Québec solidaire honors Yves Michaud after claiming responsibility for Gérald Godin. The Legault government does the same with Camille Laurin; and donates $10 million to the René-Lévesque Foundation to mark the 100th anniversary of the birth of the founder of the Parti Québécois.
For the current PQ, it is too much. An operation of "political appropriation" is underway, according to him.
Last Thursday, Pascal Bérubé, in the chamber, castigated Simon Jolin-Barrette, CAQ parliamentary leader. His fault: having prevented parliamentarians from speaking on a motion honoring Laurin.
In doing so, the CAQ would have "confiscated the right" of Laurin's "political family" to "pay tribute to him, if only for two minutes." This is unacceptable, and it hurt us a lot."
Bérubé railed, without notes, against the "political appropriation" of which his political formation would be the victim: "Know that each time I have to make these reminders, I will do it, and some will realize it at their expense", he launched, swinging between threat and despair.
We can understand the anger of the member for Matane, hyperactive these days, precisely because he feels hot soup for his party which continues to smash the floors of support in the polls.
Recent tributes – especially those from the CAQ – have generally taken place in the absence of a PQ representative and have almost always ignored Laurin's membership in the PQ and, above all, his fierce fight for independence. Nowadays, "Dr. Laurin" would obviously not be a caquist. Recall that he resigned in 1984 with Jacques Parizeau, among other things to protest against Lévesque's "putting under a bushel" of the sovereignist project.
Basically, the PQ of Paul St-Pierre Plamondon feels dispossessed, even dismembered. As if scavengers were already tearing themselves away, while he is still alive, some of his most beautiful pieces.

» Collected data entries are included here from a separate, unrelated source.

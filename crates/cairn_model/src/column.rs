//! Column definitions.

use crate::kind::ColumnKind;
use crate::value::Value;

/// A single typed, named slot within a schema.
///
/// Columns are assembled through a [`SchemaBuilder`](crate::SchemaBuilder)
/// and become immutable once the owning schema is sealed.
#[derive(Debug, Clone, PartialEq)]
pub struct Column {
    name: String,
    kind: ColumnKind,
    optional: bool,
    default_value: Option<Value>,
}

impl Column {
    /// Creates a required column with no default value.
    pub fn new(name: impl Into<String>, kind: ColumnKind) -> Self {
        Self {
            name: name.into(),
            kind,
            optional: false,
            default_value: None,
        }
    }

    /// Marks the column optional: records may leave it unset.
    #[must_use]
    pub fn optional(mut self) -> Self {
        self.optional = true;
        self
    }

    /// Sets the default value. Validated against the kind at seal time.
    #[must_use]
    pub fn with_default(mut self, value: Value) -> Self {
        self.default_value = Some(value);
        self
    }

    /// Column name.
    #[must_use]
    pub fn name(&self) -> &str {
        &self.name
    }

    /// Element type of the column.
    #[must_use]
    pub fn kind(&self) -> &ColumnKind {
        &self.kind
    }

    /// Whether records may leave this column unset.
    #[must_use]
    pub fn is_optional(&self) -> bool {
        self.optional
    }

    /// Default value, if one was declared.
    #[must_use]
    pub fn default_value(&self) -> Option<&Value> {
        self.default_value.as_ref()
    }
}
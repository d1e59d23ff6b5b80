//! End-to-end tests against a real SQLite file.

use cairn_model::{Column, ColumnKind, IndexSpec, Record, Schema, SchemaBuilder, Value};
use cairn_store::{RecordStore, StoreConfig, StoreError};
use std::sync::Arc;

fn person_schema() -> Arc<Schema> {
    Arc::new(
        SchemaBuilder::new(1, 0, "Person")
            .column(Column::new("id", ColumnKind::integer(32, true).unwrap()))
            .column(Column::new("name", ColumnKind::Text))
            .column(Column::new("age", ColumnKind::integer(8, false).unwrap()))
            .index(IndexSpec::auto_increment("pk_person", "id"))
            .seal()
            .unwrap(),
    )
}

fn open_store(dir: &tempfile::TempDir) -> RecordStore {
    RecordStore::open(dir.path().join("test.sqlite3"), StoreConfig::default()).unwrap()
}

fn person(schema: &Arc<Schema>, name: &str, age: i64) -> Record {
    let mut record = Record::new(Arc::clone(schema));
    record.set("name", Value::Text(name.to_owned())).unwrap();
    record.set("age", Value::Integer(age)).unwrap();
    record
}

#[test]
fn insert_assigns_key_and_row_round_trips() {
    let dir = tempfile::tempdir().unwrap();
    let mut store = open_store(&dir);
    let schema = person_schema();
    store.register(&schema).unwrap();

    let mut alice = person(&schema, "Alice", 34);
    assert!(!store.exists(&alice).unwrap());
    store.insert(&mut alice).unwrap();
    assert_eq!(alice.get("id").unwrap(), Some(&Value::Integer(1)));
    assert!(store.exists(&alice).unwrap());

    let rows = store.select_all(&schema).unwrap();
    assert_eq!(rows.len(), 1);
    assert_eq!(rows[0].get("name").unwrap(), Some(&Value::Text("Alice".into())));
    assert_eq!(rows[0].get("age").unwrap(), Some(&Value::Integer(34)));
}

#[test]
fn update_changes_only_the_addressed_row() {
    let dir = tempfile::tempdir().unwrap();
    let mut store = open_store(&dir);
    let schema = person_schema();
    store.register(&schema).unwrap();

    let mut alice = person(&schema, "Alice", 34);
    let mut bob = person(&schema, "Bob", 51);
    store.insert(&mut alice).unwrap();
    store.insert(&mut bob).unwrap();

    alice.set("age", Value::Integer(35)).unwrap();
    store.update(&alice).unwrap();

    let rows = store.select_where(&schema, &[("name", Value::Text("Alice".into()))]).unwrap();
    assert_eq!(rows[0].get("age").unwrap(), Some(&Value::Integer(35)));
    let rows = store.select_where(&schema, &[("name", Value::Text("Bob".into()))]).unwrap();
    assert_eq!(rows[0].get("age").unwrap(), Some(&Value::Integer(51)));
}

#[test]
fn delete_removes_the_row_and_tolerates_absence() {
    let dir = tempfile::tempdir().unwrap();
    let mut store = open_store(&dir);
    let schema = person_schema();
    store.register(&schema).unwrap();

    let mut alice = person(&schema, "Alice", 34);
    store.insert(&mut alice).unwrap();
    assert_eq!(store.count(&schema).unwrap(), 1);

    store.delete(&alice).unwrap();
    assert_eq!(store.count(&schema).unwrap(), 0);

    // Deleting again is a no-op, not an error.
    store.delete(&alice).unwrap();
    assert_eq!(store.count(&schema).unwrap(), 0);
}

#[test]
fn incomplete_record_is_rejected_before_reaching_sql() {
    let dir = tempfile::tempdir().unwrap();
    let mut store = open_store(&dir);
    let schema = person_schema();
    store.register(&schema).unwrap();

    let mut partial = Record::new(Arc::clone(&schema));
    partial.set("name", Value::Text("Ghost".into())).unwrap();
    let err = store.insert(&mut partial).unwrap_err();
    assert!(matches!(err, StoreError::Model(_)));
    assert_eq!(store.count(&schema).unwrap(), 0);
}

#[test]
fn optional_column_round_trips_as_null() {
    let dir = tempfile::tempdir().unwrap();
    let mut store = open_store(&dir);
    let schema = Arc::new(
        SchemaBuilder::new(1, 1, "Note")
            .column(Column::new("id", ColumnKind::integer(32, true).unwrap()))
            .column(Column::new("body", ColumnKind::Text).optional())
            .index(IndexSpec::auto_increment("pk_note", "id"))
            .seal()
            .unwrap(),
    );
    store.register(&schema).unwrap();

    let mut note = Record::new(Arc::clone(&schema));
    store.insert(&mut note).unwrap();

    let rows = store.select_all(&schema).unwrap();
    assert_eq!(rows[0].get("body").unwrap(), None);
    assert!(rows[0].is_complete());
}

#[test]
fn list_column_round_trips_through_its_blob() {
    let dir = tempfile::tempdir().unwrap();
    let mut store = open_store(&dir);
    let schema = Arc::new(
        SchemaBuilder::new(2, 0, "Track")
            .column(Column::new("id", ColumnKind::integer(32, true).unwrap()))
            .column(Column::new(
                "readings",
                ColumnKind::list(ColumnKind::integer(8, true).unwrap(), 16).unwrap(),
            ))
            .index(IndexSpec::auto_increment("pk_track", "id"))
            .seal()
            .unwrap(),
    );
    store.register(&schema).unwrap();

    let readings = Value::List(vec![
        Value::Integer(-128),
        Value::Integer(0),
        Value::Integer(127),
    ]);
    let mut track = Record::new(Arc::clone(&schema));
    track.set("readings", readings.clone()).unwrap();
    store.insert(&mut track).unwrap();

    let rows = store.select_all(&schema).unwrap();
    assert_eq!(rows[0].get("readings").unwrap(), Some(&readings));
}

#[test]
fn unique_constraint_violation_is_surfaced() {
    let dir = tempfile::tempdir().unwrap();
    let mut store = open_store(&dir);
    let schema = Arc::new(
        SchemaBuilder::new(3, 0, "User")
            .column(Column::new("login", ColumnKind::Text))
            .column(Column::new("nick", ColumnKind::Text))
            .index(IndexSpec::primary_key("pk_user", vec!["login".into()]))
            .seal()
            .unwrap(),
    );
    store.register(&schema).unwrap();

    let mut first = Record::new(Arc::clone(&schema));
    first.set("login", Value::Text("kay".into())).unwrap();
    first.set("nick", Value::Text("K".into())).unwrap();
    store.insert(&mut first).unwrap();

    let mut dup = Record::new(Arc::clone(&schema));
    dup.set("login", Value::Text("kay".into())).unwrap();
    dup.set("nick", Value::Text("Kay Two".into())).unwrap();
    let err = store.insert(&mut dup).unwrap_err();
    assert!(matches!(err, StoreError::Constraint { .. }));
    assert_eq!(store.count(&schema).unwrap(), 1);
}

#[test]
fn update_on_all_key_schema_is_a_no_op() {
    let dir = tempfile::tempdir().unwrap();
    let mut store = open_store(&dir);
    let schema = Arc::new(
        SchemaBuilder::new(4, 0, "Tag")
            .column(Column::new("tag", ColumnKind::Text))
            .index(IndexSpec::primary_key("pk_tag", vec!["tag".into()]))
            .seal()
            .unwrap(),
    );
    store.register(&schema).unwrap();

    let mut tag = Record::new(Arc::clone(&schema));
    tag.set("tag", Value::Text("urgent".into())).unwrap();
    store.insert(&mut tag).unwrap();

    // Every column is part of the key, so there is nothing to change.
    store.update(&tag).unwrap();
    let rows = store.select_all(&schema).unwrap();
    assert_eq!(rows.len(), 1);
    assert_eq!(rows[0].get("tag").unwrap(), Some(&Value::Text("urgent".into())));
}

#[test]
fn constraint_violation_inside_transaction_rolls_everything_back() {
    let dir = tempfile::tempdir().unwrap();
    let mut store = open_store(&dir);
    let schema = Arc::new(
        SchemaBuilder::new(3, 1, "Account")
            .column(Column::new("login", ColumnKind::Text))
            .column(Column::new("nick", ColumnKind::Text))
            .index(IndexSpec::primary_key("pk_account", vec!["login".into()]))
            .seal()
            .unwrap(),
    );
    store.register(&schema).unwrap();

    let mut existing = Record::new(Arc::clone(&schema));
    existing.set("login", Value::Text("kay".into())).unwrap();
    existing.set("nick", Value::Text("K".into())).unwrap();
    store.insert(&mut existing).unwrap();
    assert_eq!(store.count(&schema).unwrap(), 1);

    let outcome: Result<(), StoreError> = store.transaction(|store| {
        let mut fresh = Record::new(Arc::clone(&schema));
        fresh.set("login", Value::Text("lee".into()))?;
        fresh.set("nick", Value::Text("Lee".into()))?;
        store.insert(&mut fresh)?;
        let mut dup = Record::new(Arc::clone(&schema));
        dup.set("login", Value::Text("kay".into()))?;
        dup.set("nick", Value::Text("Kay Two".into()))?;
        store.insert(&mut dup)?;
        Ok(())
    });
    assert!(matches!(outcome, Err(StoreError::Constraint { .. })));
    assert!(!store.in_transaction());
    // The successful insert in the same scope is rolled back with it.
    assert_eq!(store.count(&schema).unwrap(), 1);
}

#[test]
fn failed_transaction_leaves_no_partial_writes() {
    let dir = tempfile::tempdir().unwrap();
    let mut store = open_store(&dir);
    let schema = person_schema();
    store.register(&schema).unwrap();

    let outcome: Result<(), StoreError> = store.transaction(|store| {
        let mut alice = person(&schema, "Alice", 34);
        store.insert(&mut alice)?;
        Err(StoreError::storage_io("simulated failure"))
    });
    assert!(outcome.is_err());
    assert!(!store.in_transaction());
    assert_eq!(store.count(&schema).unwrap(), 0);
}

#[test]
fn nested_transaction_scopes_commit_once_at_the_outermost() {
    let dir = tempfile::tempdir().unwrap();
    let mut store = open_store(&dir);
    let schema = person_schema();
    store.register(&schema).unwrap();

    store.begin_transaction().unwrap();
    store.begin_transaction().unwrap();
    let mut alice = person(&schema, "Alice", 34);
    store.insert(&mut alice).unwrap();
    store.commit_transaction().unwrap();
    assert!(store.in_transaction());
    store.commit_transaction().unwrap();
    assert!(!store.in_transaction());
    assert_eq!(store.count(&schema).unwrap(), 1);

    let err = store.commit_transaction().unwrap_err();
    assert!(matches!(err, StoreError::NoOpenTransaction));
}

#[test]
fn select_by_reference_finds_the_pointed_at_row() {
    let dir = tempfile::tempdir().unwrap();
    let mut store = open_store(&dir);
    let schema = person_schema();
    store.register(&schema).unwrap();

    let mut alice = person(&schema, "Alice", 34);
    store.insert(&mut alice).unwrap();
    let reference = alice.reference().unwrap();

    let found = store.select_by_reference(&reference).unwrap().unwrap();
    assert_eq!(found.get("name").unwrap(), Some(&Value::Text("Alice".into())));

    store.delete(&alice).unwrap();
    assert!(store.select_by_reference(&reference).unwrap().is_none());
}

#[test]
fn registration_is_idempotent_and_data_survives_reopen() {
    let dir = tempfile::tempdir().unwrap();
    let schema = person_schema();
    {
        let mut store = open_store(&dir);
        store.register(&schema).unwrap();
        store.register(&schema).unwrap();
        let mut alice = person(&schema, "Alice", 34);
        store.insert(&mut alice).unwrap();
        store.close().unwrap();
    }
    let mut store = open_store(&dir);
    store.register(&schema).unwrap();
    assert_eq!(store.count(&schema).unwrap(), 1);
}

#[test]
fn opening_missing_file_without_create_fails_cleanly() {
    let dir = tempfile::tempdir().unwrap();
    let config = StoreConfig::default().create_if_missing(false);
    let result = RecordStore::open(dir.path().join("absent.sqlite3"), config);
    assert!(matches!(result, Err(StoreError::StorageIo { .. })));
    assert!(!dir.path().join("absent.sqlite3").exists());
}

#[test]
fn backup_copies_the_database_file() {
    let dir = tempfile::tempdir().unwrap();
    let mut store = open_store(&dir);
    let schema = person_schema();
    store.register(&schema).unwrap();
    let mut alice = person(&schema, "Alice", 34);
    store.insert(&mut alice).unwrap();

    let dest = dir.path().join("backups");
    std::fs::create_dir(&dest).unwrap();
    let backup = store.backup(&dest).unwrap();
    let name = backup.file_name().unwrap().to_str().unwrap();
    assert!(name.starts_with("test_Backup_"));
    assert!(name.ends_with(".sqlite3"));
    assert!(backup.metadata().unwrap().len() > 0);
}

#[test]
fn unregistered_schema_is_refused() {
    let dir = tempfile::tempdir().unwrap();
    let store = open_store(&dir);
    let schema = person_schema();
    let err = store.count(&schema).unwrap_err();
    assert!(matches!(err, StoreError::UnregisteredSchema { .. }));
}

Reached yesterday morning to discuss the Michaud case (a great PQ activist and friend of Lévesque), Pascal Bérubé seemed divided. CAQ MP Ruba Ghazal presented the aging man (he is 92) with the National Assembly medal on Sunday. "I'm glad she did that," he said at first (but sounding sorry he hadn't thought of it himself).
Then he added: “But while Godin and Laurin were campaigning for the Yes in 1980, the founder of Québec solidaire [Françoise David] was campaigning with In fight for the No... in the name of the “pan-Canadian proletariat”! »
Feeling victim of appropriation is acrimonious, of course. It is difficult, if not impossible, for political parties, these machines to claim the paternity of such and such an idea, to admit that some of their legacies to society are so widely accepted that they come to belong to everyone.
For some in the "new parties", this would be a sign that the party in question has had its day. And here they are quoting René Lévesque himself, who once wrote that parties "generally age quite badly." Even from their birth, they should include in their statutes “a clause providing that it will disappear after a certain time. A generation? Hardly more."
Nothing to appease the "dispossessed".